Short Read Aligner Results

February 13, 2009 by Dan Koboldt

As promised, I’m sharing the results of my short read aligners poster from AGBT 2009. There was a healthy amount of interest in this topic at the meeting; I spoke with numerous people who largely were using Maq, but wanted to explore other options for short read alignment. Some people were interested in colorspace-capable aligners, presumably for SOLiD data, while others wanted a tool that could align across gaps (indels) in single-end mode.

The Short Read Aligner Comparison

In the end I presented a comparison of ten short read aligners: BFAST, Bowtie, CELL (CLCbio), cross_match, Maq, Novoalign (Novocraft), RMAP, SeqMap, SHRiMP, and SOAP. These are, of course, only a subset of the tools currently available – several people at AGBT asked about other aligners – but they’re a good sampling of different approaches to the same problem.

I focused on three data sets, all of which were based on 36-bp Illumina/Solexa paired-end libraries sequenced here as part of the 1,000 Genomes Project:

1 million simulated read pairs from C. elegans
1 million simulated read pairs from Hs36
1 million real Illumina/Solexa read pairs from a YRI sample

Speed and Accuracy of Aligners

One trend was immediately apparent: the aligners that used Burrows-Wheeler Transformation indexing of the reference sequence (Bowtie & SOAP) were consistently faster, especially at the human genome scale. It’s not surprising that Heng Li is now focusing on BWA as opposed to Maq. Another trend that I find rather frightening is this: when I introduced SNPs and indels, almost every aligner mis-placed (as in, placed uniquely but to the wrong location) 18% of the reads. This has important implications for variant detection, since even single base changes can have a dramatic effect.

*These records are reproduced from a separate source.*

// 该文件是 Lubiao （路标） 项目的一部分。
// src/input/read_image_file.rs - 图像文件输入
//
// 本文件根据 Apache 许可证第 2.0 版（以下简称“许可证”）授权使用；
// 除非遵守该许可证条款，否则您不得使用本文件。
// 您可通过以下网址获取许可证副本：
// http://www.apache.org/licenses/LICENSE-2.0
// 除非适用法律要求或书面同意，根据本许可协议分发的软件均按“原样”提供，
// 不附带任何形式的明示或暗示的保证或条件。
// 有关许可权限与限制的具体条款，请参阅本许可协议。
//
// Copyright (C) 2026 Johann Li <me@qinka.pro>, Wareless Group

use std::path::Path;

use image::{ImageReader, RgbImage};
use tracing::debug;

use crate::{frame::RgbFrame, input::InputError};

/// 单帧输入：迭代一次后耗尽
pub struct ImageFileInput {
  image: Option<RgbImage>,
}

impl ImageFileInput {
  pub fn open(path: impl AsRef<Path>) -> Result<Self, InputError> {
    let path = path.as_ref();
    let image = ImageReader::open(path)?.with_guessed_format()?.decode()?;
    debug!(
      "读取图像: {} ({}x{})",
      path.display(),
      image.width(),
      image.height()
    );

    Ok(ImageFileInput {
      image: Some(image.to_rgb8()),
    })
  }
}

impl Iterator for ImageFileInput {
  type Item = RgbFrame;

  fn next(&mut self) -> Option<Self::Item> {
    self.image.take().map(RgbFrame::from)
  }
}

#[cfg(test)]
mod tests {
  use super::*;

  #[test]
  fn yields_exactly_one_frame() {
    let dir = tempfile::tempdir().unwrap();
    let path = dir.path().join("one.png");
    RgbImage::from_pixel(5, 4, image::Rgb([9, 8, 7]))
      .save(&path)
      .unwrap();

    let mut input = ImageFileInput::open(&path).unwrap();
    let frame = input.next().unwrap();
    assert_eq!(frame.dimensions(), (5, 4));
    assert_eq!(&frame.as_nhwc()[..3], &[9, 8, 7]);
    assert!(input.next().is_none());
  }

  #[test]
  fn garbage_is_an_image_error() {
    let dir = tempfile::tempdir().unwrap();
    let path = dir.path().join("bad.jpg");
    std::fs::write(&path, b"definitely not a jpeg").unwrap();
    assert!(matches!(
      ImageFileInput::open(&path),
      Err(InputError::ImageLoadError(_))
    ));
  }
}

Aligners that Disappointed

I noticed very quickly that SHRiMP was the slowest aligner, and given that it’s slated towards SOLiD (a platform we’re not heavily invested in), it was easy to drop SHRiMP from consideration. Another downer we knew about in advance was RMAP, whose authors abandoned their project after getting the publication out.

Aligners that Surprised Me

There’s a close relationship between our genome center and David Gordon / Phil Greene, which no doubt accounts for why cross_match continues to be used. Months ago Gordon came and touted the latest CM revision as something that was faster than Maq. Of course, he pointed out that you had to adjust several parameters from their default settings to make this happen. Did it turn out to be true? Not necessarily – in a few tests CM was faster than Maq, in a few it was slower, though they were always comparable. Where cross_match shined was sensitivity at mutated sites – in the C. elegans simulation, it successfully placed more reads in single-end mode than other aligners.

Most Promising Aligners

Maq is our current tool of choice, but we’re looking closely at Novoalign (a Maq-like tool with more sensitivity), as well as Bowtie/SOAP for speed considerations. For details, see the “Short Read Aligners” section of my blog.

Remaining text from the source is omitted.